» Data under study

---

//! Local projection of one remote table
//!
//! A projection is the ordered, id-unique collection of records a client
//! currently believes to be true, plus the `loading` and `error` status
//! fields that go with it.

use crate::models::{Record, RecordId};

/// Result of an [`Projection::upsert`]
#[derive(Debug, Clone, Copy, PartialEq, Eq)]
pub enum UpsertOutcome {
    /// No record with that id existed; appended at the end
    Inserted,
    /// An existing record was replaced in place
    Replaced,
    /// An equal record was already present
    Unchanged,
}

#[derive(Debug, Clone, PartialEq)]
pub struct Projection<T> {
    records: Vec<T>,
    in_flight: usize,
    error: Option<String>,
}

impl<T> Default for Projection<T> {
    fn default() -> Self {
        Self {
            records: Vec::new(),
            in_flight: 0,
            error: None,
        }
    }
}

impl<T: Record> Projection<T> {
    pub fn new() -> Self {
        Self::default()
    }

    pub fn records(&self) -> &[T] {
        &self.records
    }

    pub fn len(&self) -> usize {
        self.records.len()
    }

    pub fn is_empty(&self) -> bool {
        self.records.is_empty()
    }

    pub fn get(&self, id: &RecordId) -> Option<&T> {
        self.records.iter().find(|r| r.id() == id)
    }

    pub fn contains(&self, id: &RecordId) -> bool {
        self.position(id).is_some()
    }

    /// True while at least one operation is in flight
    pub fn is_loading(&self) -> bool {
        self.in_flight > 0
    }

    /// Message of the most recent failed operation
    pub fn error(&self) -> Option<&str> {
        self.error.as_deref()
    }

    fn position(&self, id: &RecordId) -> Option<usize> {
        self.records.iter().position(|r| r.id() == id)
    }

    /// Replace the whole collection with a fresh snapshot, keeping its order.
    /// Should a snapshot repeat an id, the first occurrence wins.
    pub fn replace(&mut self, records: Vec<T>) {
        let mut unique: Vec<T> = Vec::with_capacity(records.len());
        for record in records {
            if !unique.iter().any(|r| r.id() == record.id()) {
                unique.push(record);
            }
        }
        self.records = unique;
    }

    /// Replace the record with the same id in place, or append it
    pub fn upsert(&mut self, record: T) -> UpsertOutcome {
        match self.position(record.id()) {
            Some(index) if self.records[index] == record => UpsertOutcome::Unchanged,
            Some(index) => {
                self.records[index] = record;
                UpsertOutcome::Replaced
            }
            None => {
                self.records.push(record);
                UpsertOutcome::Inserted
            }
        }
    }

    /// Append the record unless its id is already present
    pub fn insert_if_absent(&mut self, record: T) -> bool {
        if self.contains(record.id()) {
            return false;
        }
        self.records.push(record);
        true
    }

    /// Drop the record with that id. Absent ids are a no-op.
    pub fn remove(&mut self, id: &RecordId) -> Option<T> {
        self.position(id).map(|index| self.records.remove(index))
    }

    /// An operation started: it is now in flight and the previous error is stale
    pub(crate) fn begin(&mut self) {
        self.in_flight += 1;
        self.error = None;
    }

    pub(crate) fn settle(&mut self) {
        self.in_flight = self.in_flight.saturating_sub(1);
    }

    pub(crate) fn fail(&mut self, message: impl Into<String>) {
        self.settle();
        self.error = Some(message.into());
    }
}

---

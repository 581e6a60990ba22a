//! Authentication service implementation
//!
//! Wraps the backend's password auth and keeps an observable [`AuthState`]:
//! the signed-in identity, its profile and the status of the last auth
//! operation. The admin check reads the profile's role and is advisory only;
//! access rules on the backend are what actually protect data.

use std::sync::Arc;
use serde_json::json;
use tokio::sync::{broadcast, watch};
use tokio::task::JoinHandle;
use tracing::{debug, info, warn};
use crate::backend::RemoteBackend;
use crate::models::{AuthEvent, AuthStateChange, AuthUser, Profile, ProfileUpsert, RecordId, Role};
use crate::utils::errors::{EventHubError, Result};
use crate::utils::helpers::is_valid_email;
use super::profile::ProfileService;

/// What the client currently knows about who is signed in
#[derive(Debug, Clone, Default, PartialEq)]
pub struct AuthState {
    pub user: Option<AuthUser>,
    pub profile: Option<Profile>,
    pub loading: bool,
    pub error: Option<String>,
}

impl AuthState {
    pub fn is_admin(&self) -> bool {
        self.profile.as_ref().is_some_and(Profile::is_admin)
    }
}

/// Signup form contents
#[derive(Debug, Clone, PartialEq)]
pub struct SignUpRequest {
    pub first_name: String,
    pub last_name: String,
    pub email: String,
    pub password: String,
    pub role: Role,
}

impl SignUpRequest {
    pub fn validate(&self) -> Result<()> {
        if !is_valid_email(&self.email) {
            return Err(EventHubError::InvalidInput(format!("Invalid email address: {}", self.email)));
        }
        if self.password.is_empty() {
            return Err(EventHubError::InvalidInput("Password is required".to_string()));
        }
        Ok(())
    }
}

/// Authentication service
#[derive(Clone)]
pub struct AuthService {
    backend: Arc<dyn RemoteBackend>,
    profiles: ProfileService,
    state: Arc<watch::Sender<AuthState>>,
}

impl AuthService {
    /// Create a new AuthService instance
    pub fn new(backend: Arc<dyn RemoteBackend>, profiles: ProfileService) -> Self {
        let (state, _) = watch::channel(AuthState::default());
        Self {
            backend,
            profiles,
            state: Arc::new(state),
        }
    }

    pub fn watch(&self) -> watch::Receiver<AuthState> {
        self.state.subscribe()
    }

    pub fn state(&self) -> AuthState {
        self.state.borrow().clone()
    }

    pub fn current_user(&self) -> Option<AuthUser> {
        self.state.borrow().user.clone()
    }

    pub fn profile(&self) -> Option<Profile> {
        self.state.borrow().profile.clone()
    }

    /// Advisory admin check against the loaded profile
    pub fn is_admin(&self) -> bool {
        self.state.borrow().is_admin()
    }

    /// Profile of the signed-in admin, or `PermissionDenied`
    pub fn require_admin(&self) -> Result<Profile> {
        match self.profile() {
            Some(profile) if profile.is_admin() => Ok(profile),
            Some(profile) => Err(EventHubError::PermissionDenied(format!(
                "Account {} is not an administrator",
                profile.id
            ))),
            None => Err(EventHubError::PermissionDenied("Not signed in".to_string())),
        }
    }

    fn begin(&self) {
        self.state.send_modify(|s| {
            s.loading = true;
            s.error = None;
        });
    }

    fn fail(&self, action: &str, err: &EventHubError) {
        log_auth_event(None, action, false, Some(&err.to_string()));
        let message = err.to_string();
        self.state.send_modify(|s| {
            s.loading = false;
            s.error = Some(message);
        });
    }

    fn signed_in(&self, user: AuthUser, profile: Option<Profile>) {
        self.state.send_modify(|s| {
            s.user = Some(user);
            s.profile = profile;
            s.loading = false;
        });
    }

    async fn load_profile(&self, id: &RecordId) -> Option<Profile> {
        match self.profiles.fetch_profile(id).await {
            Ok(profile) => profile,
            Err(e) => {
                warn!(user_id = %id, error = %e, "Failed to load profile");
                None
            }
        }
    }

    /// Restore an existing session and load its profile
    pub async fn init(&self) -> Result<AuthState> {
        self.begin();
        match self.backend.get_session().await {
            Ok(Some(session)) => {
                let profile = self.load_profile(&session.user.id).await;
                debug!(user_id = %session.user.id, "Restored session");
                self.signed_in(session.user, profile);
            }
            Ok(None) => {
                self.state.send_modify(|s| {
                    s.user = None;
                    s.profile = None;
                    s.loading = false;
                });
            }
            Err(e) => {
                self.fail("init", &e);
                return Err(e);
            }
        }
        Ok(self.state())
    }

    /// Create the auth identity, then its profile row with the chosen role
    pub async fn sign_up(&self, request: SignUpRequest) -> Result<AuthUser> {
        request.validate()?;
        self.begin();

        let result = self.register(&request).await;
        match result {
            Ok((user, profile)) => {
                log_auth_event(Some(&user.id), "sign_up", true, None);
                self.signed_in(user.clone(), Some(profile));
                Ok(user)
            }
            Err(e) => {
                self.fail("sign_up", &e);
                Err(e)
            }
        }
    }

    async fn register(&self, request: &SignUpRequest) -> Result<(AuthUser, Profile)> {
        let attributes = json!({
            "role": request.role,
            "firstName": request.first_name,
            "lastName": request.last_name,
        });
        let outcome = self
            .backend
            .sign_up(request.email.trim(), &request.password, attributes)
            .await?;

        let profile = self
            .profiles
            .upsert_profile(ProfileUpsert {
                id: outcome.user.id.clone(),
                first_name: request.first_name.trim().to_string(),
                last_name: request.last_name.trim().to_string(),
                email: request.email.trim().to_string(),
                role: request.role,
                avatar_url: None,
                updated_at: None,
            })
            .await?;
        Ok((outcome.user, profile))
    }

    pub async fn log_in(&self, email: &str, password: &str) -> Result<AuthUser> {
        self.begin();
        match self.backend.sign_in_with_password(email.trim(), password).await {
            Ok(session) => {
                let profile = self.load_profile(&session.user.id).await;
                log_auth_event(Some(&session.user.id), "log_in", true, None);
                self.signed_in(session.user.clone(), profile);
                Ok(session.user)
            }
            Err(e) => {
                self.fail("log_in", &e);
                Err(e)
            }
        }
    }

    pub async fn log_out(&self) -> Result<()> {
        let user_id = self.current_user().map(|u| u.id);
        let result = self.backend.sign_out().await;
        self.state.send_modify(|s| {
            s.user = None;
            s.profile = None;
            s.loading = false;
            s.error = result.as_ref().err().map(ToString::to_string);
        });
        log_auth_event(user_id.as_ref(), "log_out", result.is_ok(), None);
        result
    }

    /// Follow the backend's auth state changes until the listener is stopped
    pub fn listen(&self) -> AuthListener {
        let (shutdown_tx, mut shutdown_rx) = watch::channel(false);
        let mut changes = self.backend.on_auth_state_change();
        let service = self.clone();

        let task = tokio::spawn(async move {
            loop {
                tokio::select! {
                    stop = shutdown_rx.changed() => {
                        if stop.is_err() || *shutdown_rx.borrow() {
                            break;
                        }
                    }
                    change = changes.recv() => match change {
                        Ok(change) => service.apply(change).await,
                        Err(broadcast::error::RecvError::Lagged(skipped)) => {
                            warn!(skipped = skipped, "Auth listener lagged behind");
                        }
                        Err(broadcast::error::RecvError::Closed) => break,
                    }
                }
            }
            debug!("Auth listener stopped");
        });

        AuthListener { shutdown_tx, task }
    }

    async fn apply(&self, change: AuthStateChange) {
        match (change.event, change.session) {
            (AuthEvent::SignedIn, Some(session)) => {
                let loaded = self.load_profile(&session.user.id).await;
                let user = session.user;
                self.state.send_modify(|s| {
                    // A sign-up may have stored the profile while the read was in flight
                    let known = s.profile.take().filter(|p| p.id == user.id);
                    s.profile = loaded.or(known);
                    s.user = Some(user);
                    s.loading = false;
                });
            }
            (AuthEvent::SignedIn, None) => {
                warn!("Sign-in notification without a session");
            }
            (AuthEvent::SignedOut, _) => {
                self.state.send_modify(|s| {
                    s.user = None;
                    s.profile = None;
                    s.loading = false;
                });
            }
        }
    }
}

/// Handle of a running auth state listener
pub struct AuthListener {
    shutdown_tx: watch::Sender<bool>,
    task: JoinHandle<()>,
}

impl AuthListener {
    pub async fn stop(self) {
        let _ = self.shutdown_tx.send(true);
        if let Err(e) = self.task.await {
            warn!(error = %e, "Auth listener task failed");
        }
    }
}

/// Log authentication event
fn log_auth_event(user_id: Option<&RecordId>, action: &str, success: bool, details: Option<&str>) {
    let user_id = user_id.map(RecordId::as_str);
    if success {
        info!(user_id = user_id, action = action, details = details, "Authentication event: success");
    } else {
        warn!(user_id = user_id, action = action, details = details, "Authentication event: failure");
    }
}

---

» What to produce
In the listing above, find the line with "one remote table" and the line with "recent failed operation", then print exactly those two lines and every line between them, and nothing more.

» Result of this exercise
//! Local projection of one remote table
//!
//! A projection is the ordered, id-unique collection of records a client
//! currently believes to be true, plus the `loading` and `error` status
//! fields that go with it.

use crate::models::{Record, RecordId};

/// Result of an [`Projection::upsert`]
#[derive(Debug, Clone, Copy, PartialEq, Eq)]
pub enum UpsertOutcome {
    /// No record with that id existed; appended at the end
    Inserted,
    /// An existing record was replaced in place
    Replaced,
    /// An equal record was already present
    Unchanged,
}

#[derive(Debug, Clone, PartialEq)]
pub struct Projection<T> {
    records: Vec<T>,
    in_flight: usize,
    error: Option<String>,
}

impl<T> Default for Projection<T> {
    fn default() -> Self {
        Self {
            records: Vec::new(),
            in_flight: 0,
            error: None,
        }
    }
}

impl<T: Record> Projection<T> {
    pub fn new() -> Self {
        Self::default()
    }

    pub fn records(&self) -> &[T] {
        &self.records
    }

    pub fn len(&self) -> usize {
        self.records.len()
    }

    pub fn is_empty(&self) -> bool {
        self.records.is_empty()
    }

    pub fn get(&self, id: &RecordId) -> Option<&T> {
        self.records.iter().find(|r| r.id() == id)
    }

    pub fn contains(&self, id: &RecordId) -> bool {
        self.position(id).is_some()
    }

    /// True while at least one operation is in flight
    pub fn is_loading(&self) -> bool {
        self.in_flight > 0
    }

    /// Message of the most recent failed operation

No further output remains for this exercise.